In 1805, Oliver Evans of Philadelphia, Pennsylvania, proposed a closed cycle of compression refrigeration. And in 1844, an American physician, John Gorrie, of Apalachicola, Florida built a refrigerator based on Oliver Evans' design to make ice to cool the air for his yellow fever patients.
He made ice without any natural form of cooling by vaporizing water at low pressure. In 1853, Alexander Twining was awarded US Patent 10221 for an icemaker. In 1855, James Harrison received a similar patent for an icemaker in Australia.
Most of the early ice plants were built in southern states. Following the Civil War, the South wanted to remain as independent as possible from the north.
The earliest machine method of producing ice in the southern Untied States was by the Ferdinand Carre aqua-ammonia absorption process as improved by Daniel L Holden of San Antonio, Frances V. DeCoppet of New Orleans, Harrison D, Stratton of Philadelphia and Thomas Rankin of Dallas.
The first cold storage warehouse in New York was built in 1865 which used brine for cooling.

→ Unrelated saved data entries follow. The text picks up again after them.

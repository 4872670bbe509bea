//! End-to-end tests over real UDP sockets on 127.0.0.1.
//!
//! A small fake gateway answers the handshake, heartbeats, tunneling
//! requests and the disconnect, so no KNX hardware or simulator is needed.
//!
//! ```bash
//! cargo test --test loopback_test
//! ```

use knx_tunnel::protocol::cemi::Cemi;
use knx_tunnel::protocol::frame::Hpai;
use knx_tunnel::protocol::services::TunnelingPayload;
use knx_tunnel::{
    CemiMessageCode, DriverConfig, DriverEvent, GroupAddress, KnxIpDriver, Packet,
    PhysicalAddress, Telegram,
};
use std::net::{Ipv4Addr, SocketAddr, SocketAddrV4};
use std::sync::{Arc, Mutex};
use std::time::Duration;
use tokio::net::UdpSocket;

const CHANNEL: u8 = 21;
const TEST_TIMEOUT: Duration = Duration::from_secs(5);

/// Packets the fake gateway received
type Received = Arc<Mutex<Vec<Packet>>>;

fn init_logging() {
    let _ = env_logger::builder().is_test(true).try_init();
}

async fn reply(socket: &UdpSocket, packet: &Packet, to: SocketAddr) {
    let bytes = packet.to_bytes().expect("encode reply");
    socket.send_to(&bytes, to).await.expect("send reply");
}

/// Bind the fake gateway and serve until the test ends
async fn spawn_gateway() -> (SocketAddrV4, Received, tokio::sync::mpsc::UnboundedSender<Cemi>) {
    let socket = UdpSocket::bind("127.0.0.1:0").await.expect("bind gateway");
    let SocketAddr::V4(address) = socket.local_addr().expect("gateway address") else {
        panic!("gateway bound to IPv6");
    };
    let received = Received::default();
    let (inject, mut injected) = tokio::sync::mpsc::unbounded_channel::<Cemi>();

    let log = Arc::clone(&received);
    tokio::spawn(async move {
        let mut buf = [0u8; 512];
        let mut data_peer = None;
        let mut sequence = 0u8;
        loop {
            tokio::select! {
                received = socket.recv_from(&mut buf) => {
                    let Ok((len, from)) = received else { return };
                    let Ok(packet) = Packet::decode(&buf[..len]) else { continue };
                    log.lock().unwrap().push(packet.clone());
                    match packet {
                        Packet::ConnectRequest { .. } => {
                            let response = Packet::ConnectResponse {
                                channel_id: CHANNEL,
                                status: 0,
                                data_endpoint: Some(Hpai::from(address)),
                                assigned_address: Some(PhysicalAddress::new(1, 1, 250).unwrap()),
                            };
                            reply(&socket, &response, from).await;
                        }
                        Packet::ConnectionStateRequest { channel_id, .. } => {
                            let response = Packet::ConnectionStateResponse { channel_id, status: 0 };
                            reply(&socket, &response, from).await;
                        }
                        Packet::DisconnectRequest { channel_id, .. } => {
                            let response = Packet::DisconnectResponse { channel_id, status: 0 };
                            reply(&socket, &response, from).await;
                        }
                        Packet::TunnelingRequest {
                            channel_id,
                            sequence: seq,
                            payload: TunnelingPayload::Cemi(cemi),
                        } => {
                            data_peer = Some(from);
                            let ack = Packet::TunnelingAck { channel_id, sequence: seq, status: 0 };
                            reply(&socket, &ack, from).await;
                            if cemi.message_code() == CemiMessageCode::LDataReq {
                                // bus confirmation of the request
                                let con = Cemi::new(CemiMessageCode::LDataCon, cemi.telegram().clone());
                                reply(&socket, &Packet::tunneling_request(channel_id, seq, con), from).await;
                            }
                        }
                        _ => {}
                    }
                }
                Some(cemi) = injected.recv() => {
                    // goes to the data endpoint the driver last used
                    if let Some(to) = data_peer {
                        reply(&socket, &Packet::tunneling_request(CHANNEL, sequence, cemi), to).await;
                        sequence = sequence.wrapping_add(1);
                    }
                }
            }
        }
    });

    (address, received, inject)
}

fn config(gateway: SocketAddrV4) -> DriverConfig {
    DriverConfig::new(*gateway.ip())
        .with_remote_port(gateway.port())
        .with_local_address(Ipv4Addr::LOCALHOST)
        .with_retry_interval(Duration::from_millis(200))
}

#[tokio::test]
async fn test_loopback_session() {
    init_logging();
    println!("\n=== Test: Loopback Session ===");

    let (gateway, received, inject) = spawn_gateway().await;
    let driver = KnxIpDriver::new(config(gateway));
    let mut events = driver.subscribe();

    tokio::time::timeout(TEST_TIMEOUT, async {
        driver.connect().await.expect("connect");
        assert!(driver.is_connected());
        println!("✓ Connected to {}", gateway);

        let telegram = Telegram::group_write(GroupAddress::new(1, 2, 3).unwrap(), &[1]).unwrap();
        driver.send(telegram).await.expect("send");
        println!("✓ Group write acknowledged and confirmed");

        // inbound telegram from the bus
        let bus = Telegram::group_write(GroupAddress::new(4, 5, 6).unwrap(), &[0x0C, 0x1A])
            .unwrap()
            .with_origin(PhysicalAddress::new(1, 1, 7).unwrap());
        inject.send(Cemi::new(CemiMessageCode::LDataInd, bus)).unwrap();

        loop {
            match events.recv().await.expect("event stream") {
                DriverEvent::Message(message) => {
                    assert_eq!(message.destination(), Some(GroupAddress::new(4, 5, 6).unwrap()));
                    assert_eq!(message.data(), &[0x0C, 0x1A]);
                    break;
                }
                _ => continue,
            }
        }
        println!("✓ Bus telegram delivered");

        driver.disconnect().await.expect("disconnect");
        assert!(!driver.is_connected());
        println!("✓ Disconnected");
    })
    .await
    .expect("loopback session timed out");

    let received = received.lock().unwrap();
    let services: Vec<String> = received.iter().map(|p| p.service_name().to_string()).collect();
    println!("Gateway received: {services:?}");

    assert!(matches!(received.first(), Some(Packet::ConnectRequest { .. })));
    assert!(received.iter().any(|packet| matches!(
        packet,
        Packet::TunnelingRequest { channel_id: CHANNEL, payload: TunnelingPayload::Cemi(cemi), .. }
            if cemi.message_code() == CemiMessageCode::LDataReq
                && cemi.telegram().destination() == Some(GroupAddress::new(1, 2, 3).unwrap())
    )));
    assert!(matches!(received.last(), Some(Packet::DisconnectRequest { channel_id: CHANNEL, .. })));
}

#[tokio::test]
async fn test_loopback_no_gateway() {
    init_logging();
    println!("\n=== Test: Connect Without Gateway ===");

    // bound but silent
    let silent = UdpSocket::bind("127.0.0.1:0").await.unwrap();
    let SocketAddr::V4(address) = silent.local_addr().unwrap() else {
        panic!("bound to IPv6");
    };
    let driver = KnxIpDriver::new(
        config(address)
            .with_retry_interval(Duration::from_millis(50))
            .with_max_repeats(2)
            .unwrap(),
    );

    let result = tokio::time::timeout(TEST_TIMEOUT, driver.connect())
        .await
        .expect("connect did not give up");
    let Err(knx_tunnel::KnxError::Connection(e)) = result else {
        panic!("expected connection error, got {result:?}");
    };
    assert!(e.is_timeout());
    assert!(!driver.is_connected());
    println!("✓ Gave up after 2 attempts");
}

In 1867, Andrew Muhl built an ice-making machine in San Antonio, Texas, to help service the expanding beef industry before moving it to Waco in 1871. In 1868 a ship’s cold air machine was used on board the Anchor line’s Circassion and Strathlkevan ships that transported meat from New York to Glasgow.
In 1880 ammonia was first used as a refrigerant and in 1882 the first plate freezer was developed.
By 1900, the United States has 766 ice plants. Still, the ice machine astounded many people. The huge blocks of mice made by ice companies in the early 1900s helped fuel the US seafood industry along the East Coats and the Gulf of Mexico.
Ice production is a large business. In 2002, there were 426 commercial ice-making companies in the United States, with a combined value of shipments of $595,487,000.